Gaussian distribution (z)
Mark Brownell
gizmotron at earthlink.net
Wed Oct 22 14:12:43 EDT 2008
>Date: Tue, 21 Oct 2008 15:03:17 -0700
>From: Timothy Miller <gandalf at doctorTimothyMiller.com>
>Greetings,
>
>I'm interested an a modest statistics demonstration, but I can't
>figure out how do to the math myself.
>
....
>
>Hmmmm... I wonder if some website somewhere would do the work for me.
>That could work... I looked around, but didn't find anything.
>
>Thanks in advance.
>
>Tim Miller
>
Hi Tim,
(Digest mode) please cc me
http://en.wikipedia.org/wiki/Normal_distribution
http://en.wikipedia.org/wiki/Clustering_illusion
http://en.wikipedia.org/wiki/Gambler_fallacy
I've used Rev to research the nature of randomness. The smaller the sample size (z) the more the clustering illusion and the gambler's fallacy plays a part in attempting to understand randomness.
Rev sets the random seed every time RunRev is started up. It then uses that same seed for the entire time that you use random(#).
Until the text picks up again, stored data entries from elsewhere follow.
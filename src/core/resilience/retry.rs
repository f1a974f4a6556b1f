//! Retry layer, innermost in the policy stack.
//!
//! Only transient and mapping failures are retried. The delay between
//! attempts is an async sleep, so other tasks keep running.

use super::backoff::{apply_jitter, calculate_backoff, BackoffStrategy};
use crate::utils::error::Result;
use serde::{Deserialize, Serialize};
use std::future::Future;
use std::time::Duration;

#[derive(Debug, Clone, Serialize, Deserialize)]
#[serde(default)]
pub struct RetryConfig {
    /// 包含第一次呼叫
    pub max_attempts: u32,
    pub wait_duration_ms: u64,
    pub backoff: BackoffStrategy,
    pub multiplier: f64,
    pub max_wait_duration_ms: u64,
    pub randomization_factor: f64,
}

impl Default for RetryConfig {
    fn default() -> Self {
        Self {
            max_attempts: 3,
            wait_duration_ms: 500,
            backoff: BackoffStrategy::Fixed,
            multiplier: 2.0,
            max_wait_duration_ms: 5000,
            randomization_factor: 0.0,
        }
    }
}

impl RetryConfig {
    pub fn delay_for(&self, retry: u32) -> Duration {
        let delay = calculate_backoff(
            self.backoff,
            retry,
            Duration::from_millis(self.wait_duration_ms),
            self.multiplier,
            Duration::from_millis(self.max_wait_duration_ms),
        );
        apply_jitter(delay, self.randomization_factor)
    }
}

#[derive(Debug)]
pub struct Retry {
    name: String,
    config: RetryConfig,
}

impl Retry {
    pub fn new(name: impl Into<String>, config: RetryConfig) -> Self {
        Self {
            name: name.into(),
            config,
        }
    }

    pub fn config(&self) -> &RetryConfig {
        &self.config
    }

    pub async fn execute<T, F, Fut>(&self, operation: &str, mut call: F) -> Result<T>
    where
        F: FnMut() -> Fut,
        Fut: Future<Output = Result<T>>,
    {
        let max_attempts = self.config.max_attempts.max(1);
        let mut attempt = 1;

        loop {
            match call().await {
                Ok(value) => {
                    if attempt > 1 {
                        tracing::debug!(
                            "🔁 {}: {} succeeded on attempt {}/{}",
                            self.name,
                            operation,
                            attempt,
                            max_attempts
                        );
                    }
                    return Ok(value);
                }
                Err(e) if e.is_retryable() && attempt < max_attempts => {
                    let delay = self.config.delay_for(attempt);
                    tracing::warn!(
                        "🔁 {}: {} attempt {}/{} failed: {}. Retrying in {:?}",
                        self.name,
                        operation,
                        attempt,
                        max_attempts,
                        e,
                        delay
                    );
                    tokio::time::sleep(delay).await;
                    attempt += 1;
                }
                Err(e) => {
                    if e.is_retryable() && max_attempts > 1 {
                        tracing::warn!(
                            "🔁 {}: {} gave up after {} attempts: {}",
                            self.name,
                            operation,
                            attempt,
                            e
                        );
                    }
                    return Err(e);
                }
            }
        }
    }
}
random(22) -- returns a number between 1 and 22
set the randomSeed to 4570422
I would do this to achieve a more true random number:
put random(999999999999999999) into zSeedVar
set the randomSeed to zSeedVar
put random(z) into zHoldVar
You can make your list of results and use the standardDeviation() function.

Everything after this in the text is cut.